Diana Moore, speaking on behalf of all three councillors for St David’s ward, in which the building stands, said the developers’ claim that the additional storey would have limited impact was “very subjective”.
Andy Ketchin added that the much larger single step down from the proposed additional storey to adjacent buildings meant the compatibility with the surrounding area present in the original plans had been lost.
Height, scale, massing, the impact on nearby heritage assets and the outlook and amenity for neighbouring residential dwellings were all also cited in the resulting council refusal notice.
The original redevelopment plans were approved in January 2013 and full planning permission granted the following month. Consent was conditional on development commencing within three years.
Two years later a council planning officer accepted minor preparation works for a basement bin store as sufficient to constitute commencement and the planning permission became permanent.
However no further redevelopment works took place. The original applicant died during the pandemic and the buildings were sold on to a new developer with planning consent intact.
The original architect was commissioned to prepare the revised plans.
The architect claims, in a statement justifying the appeal against the council’s refusal of those plans, that planning committee members rejected them because of a “political reaction to 139 objectors and a ward member opposing the application”.
The statement says that they did so to “appease the weight of objectors’ orchestrated opinion and satisfy their own predisposition against a scheme their authority previously approved”, adding that their refusal was “if not malevolent, certainly misguided”.
It also says that the decision was based on a “retrospective reassessment” of the previously-approved plans arrived at by “viewing of the proposals as a whole, rather than merely assessing the revised section relating to the application”.

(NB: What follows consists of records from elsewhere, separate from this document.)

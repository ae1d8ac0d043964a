use crate::TrainError;

/// Per-parameter optimizer bookkeeping carried between synchronization rounds.
///
/// An `Updater` travels with the model parameters: each partition trains
/// against its own copy and the coordinator merges the diverged copies back
/// into one through the updater's aggregator. The numeric combination rule
/// (average momentum terms, sum them, ...) belongs to the implementation.
pub trait Updater: Clone + Send + Sync {
    /// Aggregator capable of merging many states of this type.
    type Aggregator: UpdaterAggregator<Self>;

    /// Creates an aggregator for this updater type.
    ///
    /// # Args
    /// * `include_self` - Whether this state's own contribution is folded in
    ///   as part of construction. Pass `false` to obtain a neutral aggregator
    ///   that merely carries this state's shape and hyperparameters.
    ///
    /// # Returns
    /// A fresh aggregator.
    fn aggregator(&self, include_self: bool) -> Self::Aggregator;
}

/// Two-phase fold over per-partition optimizer states.
///
/// `fold` combines one partition's state into a running aggregate and `merge`
/// combines two aggregates, so partial aggregates built over subsets of
/// partitions can be reduced in any binary-tree topology. Implementations
/// must be associative and commutative: the finished state may not depend on
/// fold order or tree shape (within floating-point tolerance).
pub trait UpdaterAggregator<U>: Send {
    /// Folds one partition's state into the running aggregate.
    fn fold(&mut self, updater: &U);

    /// Merges another aggregate into this one.
    fn merge(&mut self, other: Self);

    /// Finishes the fold and produces the combined state.
    fn finish(self) -> U;
}

/// Momentum SGD state: one velocity term per parameter.
///
/// The combination rule is the arithmetic mean of velocities across
/// partitions, so a re-synchronized model resumes with the average of the
/// diverged momentum histories.
#[derive(Debug, Clone, PartialEq)]
pub struct MomentumUpdater {
    velocity: Vec<f32>,
    momentum: f32,
}

impl MomentumUpdater {
    /// Creates a zero-velocity updater.
    ///
    /// # Args
    /// * `len` - Number of parameters this state tracks.
    /// * `momentum` - Momentum coefficient.
    ///
    /// # Returns
    /// A new `MomentumUpdater` instance.
    pub fn zeros(len: usize, momentum: f32) -> Self {
        Self {
            velocity: vec![0.0; len],
            momentum,
        }
    }

    /// Returns the velocity terms.
    pub fn velocity(&self) -> &[f32] {
        &self.velocity
    }

    /// Performs one momentum SGD step in place.
    ///
    /// # Args
    /// * `grad` - The gradient for the current step.
    /// * `params` - The parameters to update.
    /// * `learning_rate` - Step size.
    ///
    /// # Errors
    /// Returns `TrainError::ShapeMismatch` if `grad` or `params` disagree
    /// with the tracked velocity length.
    pub fn apply(
        &mut self,
        grad: &[f32],
        params: &mut [f32],
        learning_rate: f32,
    ) -> Result<(), TrainError> {
        if grad.len() != self.velocity.len() {
            return Err(TrainError::ShapeMismatch {
                what: "gradient",
                got: grad.len(),
                expected: self.velocity.len(),
            });
        }
        if params.len() != self.velocity.len() {
            return Err(TrainError::ShapeMismatch {
                what: "params",
                got: params.len(),
                expected: self.velocity.len(),
            });
        }

        let mu = self.momentum;

        params
            .iter_mut()
            .zip(grad)
            .zip(self.velocity.iter_mut())
            .for_each(|((p, g), v)| {
                *v = mu * *v + g;
                *p -= learning_rate * *v;
            });

        Ok(())
    }
}

impl Updater for MomentumUpdater {
    type Aggregator = MomentumAggregator;

    fn aggregator(&self, include_self: bool) -> MomentumAggregator {
        let mut agg = MomentumAggregator {
            sum: vec![0.0; self.velocity.len()],
            count: 0,
            momentum: self.momentum,
        };
        if include_self {
            agg.fold(self);
        }
        agg
    }
}

/// Running aggregate over `MomentumUpdater` states: velocity sum plus count.
#[derive(Debug, Clone)]
pub struct MomentumAggregator {
    sum: Vec<f32>,
    count: usize,
    momentum: f32,
}

impl UpdaterAggregator<MomentumUpdater> for MomentumAggregator {
    /// # Panics
    /// In debug builds, if the folded state's velocity length disagrees with
    /// the aggregate's.
    fn fold(&mut self, updater: &MomentumUpdater) {
        debug_assert_eq!(self.sum.len(), updater.velocity.len());
        for (s, v) in self.sum.iter_mut().zip(&updater.velocity) {
            *s += v;
        }
        self.count += 1;
    }

    fn merge(&mut self, other: Self) {
        debug_assert_eq!(self.sum.len(), other.sum.len());
        for (s, o) in self.sum.iter_mut().zip(&other.sum) {
            *s += o;
        }
        self.count += other.count;
    }

    fn finish(self) -> MomentumUpdater {
        let MomentumAggregator {
            mut sum,
            count,
            momentum,
        } = self;

        if count > 0 {
            let n = count as f32;
            for s in &mut sum {
                *s /= n;
            }
        }

        MomentumUpdater {
            velocity: sum,
            momentum,
        }
    }
}
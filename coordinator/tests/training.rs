use std::num::NonZeroUsize;

use compute::{SerialEngine, ThreadedEngine};
use coordinator::{Driver, TrainingConfig};
use train_core::{
    FitOutcome, GradientOutcome, LinearTrainer, LocalTrainer, MomentumUpdater, Sample, TrainError,
};

/// Deterministic trainer for exercising the coordination loop: re-trained
/// parameters are the broadcast parameters shifted by the partition's example
/// mean, gradients are the example sum, the score is the example mean.
struct ScriptedTrainer {
    dims: usize,
    iterations: usize,
    bad_shape: bool,
}

impl ScriptedTrainer {
    fn new(dims: usize) -> Self {
        Self {
            dims,
            iterations: 1,
            bad_shape: false,
        }
    }

    fn mean(examples: &[f32]) -> f32 {
        if examples.is_empty() {
            0.0
        } else {
            examples.iter().sum::<f32>() / examples.len() as f32
        }
    }
}

impl LocalTrainer for ScriptedTrainer {
    type Example = f32;
    type Updater = MomentumUpdater;

    fn iterations(&self) -> usize {
        self.iterations
    }

    fn set_iterations(&mut self, iterations: usize) {
        self.iterations = iterations;
    }

    fn default_updater(&self) -> MomentumUpdater {
        MomentumUpdater::zeros(self.dims, 0.9)
    }

    fn fit_partition(
        &self,
        params: &[f32],
        updater: &MomentumUpdater,
        examples: &[f32],
    ) -> Result<FitOutcome<MomentumUpdater>, TrainError> {
        let len = if self.bad_shape {
            params.len() + 1
        } else {
            params.len()
        };

        let mean = Self::mean(examples);
        Ok(FitOutcome {
            params: (0..len).map(|i| params.get(i).copied().unwrap_or(0.0) + mean).collect(),
            updater: updater.clone(),
            score: mean as f64,
        })
    }

    fn gradient_partition(
        &self,
        params: &[f32],
        updater: &MomentumUpdater,
        examples: &[f32],
    ) -> Result<GradientOutcome<MomentumUpdater>, TrainError> {
        let sum: f32 = examples.iter().sum();
        Ok(GradientOutcome {
            gradient: vec![sum; params.len()],
            updater: updater.clone(),
        })
    }

    fn predict(&self, params: &[f32], _input: &[f32]) -> Result<Vec<f32>, TrainError> {
        Ok(params.to_vec())
    }

    fn score_partition(&self, _params: &[f32], examples: &[f32]) -> Result<f64, TrainError> {
        Ok(examples.iter().map(|e| *e as f64).sum())
    }
}

fn nz(n: usize) -> NonZeroUsize {
    NonZeroUsize::new(n).unwrap()
}

fn two_partition_config() -> TrainingConfig {
    TrainingConfig {
        partitions: nz(2),
        ..TrainingConfig::default()
    }
}

#[test]
fn averaging_fit_takes_partition_mean() {
    let mut driver = Driver::new(
        ScriptedTrainer::new(2),
        SerialEngine,
        two_partition_config(),
        vec![0.0, 0.0],
    )
    .unwrap();

    // Partitions: [1, 2] and [3, 4], means 1.5 and 3.5.
    driver.fit(&[1.0, 2.0, 3.0, 4.0]).unwrap();

    assert_eq!(driver.params(), &[2.5, 2.5]);
    assert_eq!(driver.last_score(), 2.5);
    assert_eq!(driver.best_score(), Some(1.5));
    assert_eq!(driver.rounds(), 1);
    assert!(driver.updater().is_some());
}

#[test]
fn accumulation_fit_adds_summed_gradients() {
    let config = TrainingConfig {
        accumulate_gradient: true,
        ..two_partition_config()
    };
    let mut driver = Driver::new(
        ScriptedTrainer::new(2),
        SerialEngine,
        config,
        vec![1.0, 1.0],
    )
    .unwrap();

    // Partition sums: 3 and 7.
    driver.fit(&[1.0, 2.0, 3.0, 4.0]).unwrap();

    assert_eq!(driver.params(), &[11.0, 11.0]);
    // Accumulation mode does not collect scores.
    assert_eq!(driver.last_score(), 0.0);
    assert_eq!(driver.best_score(), None);
}

#[test]
fn accumulation_fit_divides_when_configured() {
    let config = TrainingConfig {
        accumulate_gradient: true,
        divide_accumulated_gradient: true,
        ..two_partition_config()
    };
    let mut driver = Driver::new(
        ScriptedTrainer::new(2),
        SerialEngine,
        config,
        vec![1.0, 1.0],
    )
    .unwrap();

    driver.fit(&[1.0, 2.0, 3.0, 4.0]).unwrap();
    assert_eq!(driver.params(), &[6.0, 6.0]);
}

#[test]
fn average_each_iteration_syncs_per_pass_and_restores_count() {
    let mut trainer = ScriptedTrainer::new(2);
    trainer.set_iterations(3);

    let config = TrainingConfig {
        average_each_iteration: true,
        ..two_partition_config()
    };
    let mut driver = Driver::new(trainer, SerialEngine, config, vec![0.0, 0.0]).unwrap();

    driver.fit(&[1.0, 2.0, 3.0, 4.0]).unwrap();

    // One round per configured iteration, each shifting the mean by 2.5.
    assert_eq!(driver.rounds(), 3);
    assert_eq!(driver.params(), &[7.5, 7.5]);
    // The configured iteration count is restored for later calls.
    assert_eq!(driver.trainer().iterations(), 3);
}

#[test]
fn failed_round_keeps_previous_state() {
    let mut trainer = ScriptedTrainer::new(2);
    trainer.bad_shape = true;

    let mut driver = Driver::new(
        trainer,
        SerialEngine,
        two_partition_config(),
        vec![1.0, 2.0],
    )
    .unwrap();

    assert!(driver.fit(&[1.0, 2.0, 3.0, 4.0]).is_err());
    assert_eq!(driver.params(), &[1.0, 2.0]);
    assert_eq!(driver.rounds(), 0);
}

#[test]
fn empty_dataset_is_rejected() {
    let mut driver = Driver::new(
        ScriptedTrainer::new(2),
        SerialEngine,
        two_partition_config(),
        vec![0.0, 0.0],
    )
    .unwrap();

    assert!(driver.fit(&[]).is_err());
    assert!(driver.score(&[], true).is_err());
}

#[test]
fn bounded_fit_runs_scheduled_rounds_with_same_state_schema() {
    let mut driver = Driver::new(
        ScriptedTrainer::new(2),
        SerialEngine,
        two_partition_config(),
        vec![0.0, 0.0],
    )
    .unwrap();

    let dataset: Vec<f32> = (0..100).map(|i| i as f32).collect();
    driver.fit_bounded(&dataset, 30, 100, nz(2)).unwrap();

    assert_eq!(driver.rounds(), 4);
    assert_eq!(driver.params().len(), 2);
    assert!(driver.updater().is_some());
}

#[test]
fn score_sums_and_averages() {
    let driver = Driver::new(
        ScriptedTrainer::new(2),
        SerialEngine,
        two_partition_config(),
        vec![0.0, 0.0],
    )
    .unwrap();

    let dataset = [1.0, 2.0, 3.0, 4.0];
    assert_eq!(driver.score(&dataset, false).unwrap(), 10.0);
    assert_eq!(driver.score(&dataset, true).unwrap(), 2.5);
}

#[test]
fn predict_is_bit_identical_between_calls() {
    let trainer = LinearTrainer::new(2, 0.3, 0.9, 5);
    let mut driver = Driver::new(
        trainer,
        ThreadedEngine,
        two_partition_config(),
        vec![0.0, 0.0],
    )
    .unwrap();

    let dataset: Vec<Sample> = (1..=32)
        .map(|i| {
            let x = i as f32 / 16.0;
            Sample::new(vec![x, -x], 2.0 * x)
        })
        .collect();
    driver.fit(&dataset).unwrap();

    let first = driver.predict(&[0.3, 0.7]).unwrap();
    let second = driver.predict(&[0.3, 0.7]).unwrap();

    let first_bits: Vec<u32> = first.iter().map(|v| v.to_bits()).collect();
    let second_bits: Vec<u32> = second.iter().map(|v| v.to_bits()).collect();
    assert_eq!(first_bits, second_bits);
}

#[test]
fn linear_training_end_to_end() {
    // y = 2x over x in (0, 2].
    let dataset: Vec<Sample> = (1..=64)
        .map(|i| {
            let x = i as f32 / 32.0;
            Sample::new(vec![x], 2.0 * x)
        })
        .collect();

    let trainer = LinearTrainer::new(1, 0.5, 0.0, 100);
    let mut driver = Driver::new(
        trainer,
        ThreadedEngine,
        two_partition_config(),
        vec![0.0],
    )
    .unwrap();

    let before = driver.score(&dataset, true).unwrap();
    driver.fit(&dataset).unwrap();
    let after = driver.score(&dataset, true).unwrap();

    assert!(after < before);
    assert!((driver.params()[0] - 2.0).abs() < 0.2);

    let eval = driver.evaluate(driver.trainer(), &dataset).unwrap();
    assert_eq!(eval.examples(), 64);
    assert!(eval.accuracy() > 0.9);

    let output = driver.predict(&[1.0]).unwrap();
    assert!((output[0] - 2.0).abs() < 0.2);
}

Adding that “none of these are legitimate planning grounds for refusal” it concludes, in effect, that the council planning officer’s recommendation to approve the revised proposals should simply have been passed.
It doesn’t explain in what circumstances, if any, councillors might make a decision at variance with officer recommendations as elected planning committee members.
The council’s response is that the officer’s report was not a “clear-cut position of approval for the scheme” and that, because a decade had passed between the original and revised proposals, committee discussion of both was relevant to its decision.
It adds that the committee’s refusal reasons were correctly based on material increases in height, massing and scale that would result from the revised scheme alongside its conclusion that they would cause significant harm.
A planning inspector will decide the appeal later this year.